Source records
□ □ □ □ □ □ □

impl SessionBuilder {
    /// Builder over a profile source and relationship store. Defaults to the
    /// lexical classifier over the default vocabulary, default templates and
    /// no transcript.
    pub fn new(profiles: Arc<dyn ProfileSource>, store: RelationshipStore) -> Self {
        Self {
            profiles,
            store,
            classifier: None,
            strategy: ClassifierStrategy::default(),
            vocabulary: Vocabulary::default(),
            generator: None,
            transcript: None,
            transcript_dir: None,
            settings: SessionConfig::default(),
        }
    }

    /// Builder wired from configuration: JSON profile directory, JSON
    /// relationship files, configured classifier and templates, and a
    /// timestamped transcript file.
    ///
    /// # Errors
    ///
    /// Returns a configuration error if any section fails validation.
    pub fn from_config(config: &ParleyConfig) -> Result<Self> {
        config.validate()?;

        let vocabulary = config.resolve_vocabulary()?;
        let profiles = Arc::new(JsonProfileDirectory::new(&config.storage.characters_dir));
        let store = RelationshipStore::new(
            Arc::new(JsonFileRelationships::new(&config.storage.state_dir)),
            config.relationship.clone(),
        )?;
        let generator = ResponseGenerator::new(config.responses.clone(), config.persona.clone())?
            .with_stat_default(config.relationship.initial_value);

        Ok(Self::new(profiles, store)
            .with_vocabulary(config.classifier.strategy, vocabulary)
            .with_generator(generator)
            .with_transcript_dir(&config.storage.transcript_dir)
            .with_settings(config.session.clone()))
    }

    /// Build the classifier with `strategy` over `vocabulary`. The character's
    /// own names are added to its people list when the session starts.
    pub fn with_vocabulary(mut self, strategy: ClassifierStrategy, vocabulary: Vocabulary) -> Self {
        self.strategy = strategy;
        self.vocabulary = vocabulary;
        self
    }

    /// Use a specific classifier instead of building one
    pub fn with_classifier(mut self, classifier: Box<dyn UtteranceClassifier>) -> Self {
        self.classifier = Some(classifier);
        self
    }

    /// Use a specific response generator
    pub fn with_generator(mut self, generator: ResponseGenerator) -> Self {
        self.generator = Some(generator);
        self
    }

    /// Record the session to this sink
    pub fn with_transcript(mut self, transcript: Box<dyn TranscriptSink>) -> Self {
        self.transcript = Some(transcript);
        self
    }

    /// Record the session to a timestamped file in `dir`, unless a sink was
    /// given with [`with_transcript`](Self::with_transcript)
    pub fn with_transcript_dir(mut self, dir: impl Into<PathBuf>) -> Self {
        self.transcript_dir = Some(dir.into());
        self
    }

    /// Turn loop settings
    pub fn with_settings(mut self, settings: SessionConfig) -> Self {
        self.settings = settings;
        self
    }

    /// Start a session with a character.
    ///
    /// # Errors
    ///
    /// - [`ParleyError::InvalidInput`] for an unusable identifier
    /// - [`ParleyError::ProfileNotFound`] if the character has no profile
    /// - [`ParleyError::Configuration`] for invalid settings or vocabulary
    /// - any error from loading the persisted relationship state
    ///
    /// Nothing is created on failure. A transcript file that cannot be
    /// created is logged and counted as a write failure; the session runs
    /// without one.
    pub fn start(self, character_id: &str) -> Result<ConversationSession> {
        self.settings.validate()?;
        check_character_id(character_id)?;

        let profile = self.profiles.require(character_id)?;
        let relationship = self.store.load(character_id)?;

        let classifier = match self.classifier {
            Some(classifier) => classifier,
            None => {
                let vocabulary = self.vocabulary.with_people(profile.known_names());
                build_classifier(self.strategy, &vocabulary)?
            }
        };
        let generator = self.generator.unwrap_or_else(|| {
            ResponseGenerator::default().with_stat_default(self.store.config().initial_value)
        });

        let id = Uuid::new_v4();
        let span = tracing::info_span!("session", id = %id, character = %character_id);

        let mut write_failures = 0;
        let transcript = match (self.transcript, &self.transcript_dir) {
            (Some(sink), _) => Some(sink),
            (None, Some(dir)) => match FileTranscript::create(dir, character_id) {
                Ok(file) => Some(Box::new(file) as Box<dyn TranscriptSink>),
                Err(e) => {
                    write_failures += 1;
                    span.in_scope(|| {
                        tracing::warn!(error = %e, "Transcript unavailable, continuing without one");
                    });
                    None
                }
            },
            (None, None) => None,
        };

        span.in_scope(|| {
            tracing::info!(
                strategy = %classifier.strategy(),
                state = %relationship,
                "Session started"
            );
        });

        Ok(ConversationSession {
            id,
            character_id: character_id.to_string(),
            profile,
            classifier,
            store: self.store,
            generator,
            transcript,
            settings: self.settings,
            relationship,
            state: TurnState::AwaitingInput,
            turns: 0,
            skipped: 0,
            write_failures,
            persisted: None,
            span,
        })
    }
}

□ □ □ □ □ □ □

§ REQUIREMENT
Which lines in the records above contain the word "ClassifierStrategy"? Copy each one.

§ EXERCISE SOLUTION
            strategy: ClassifierStrategy::default(),
    pub fn with_vocabulary(mut self, strategy: ClassifierStrategy, vocabulary: Vocabulary) -> Self {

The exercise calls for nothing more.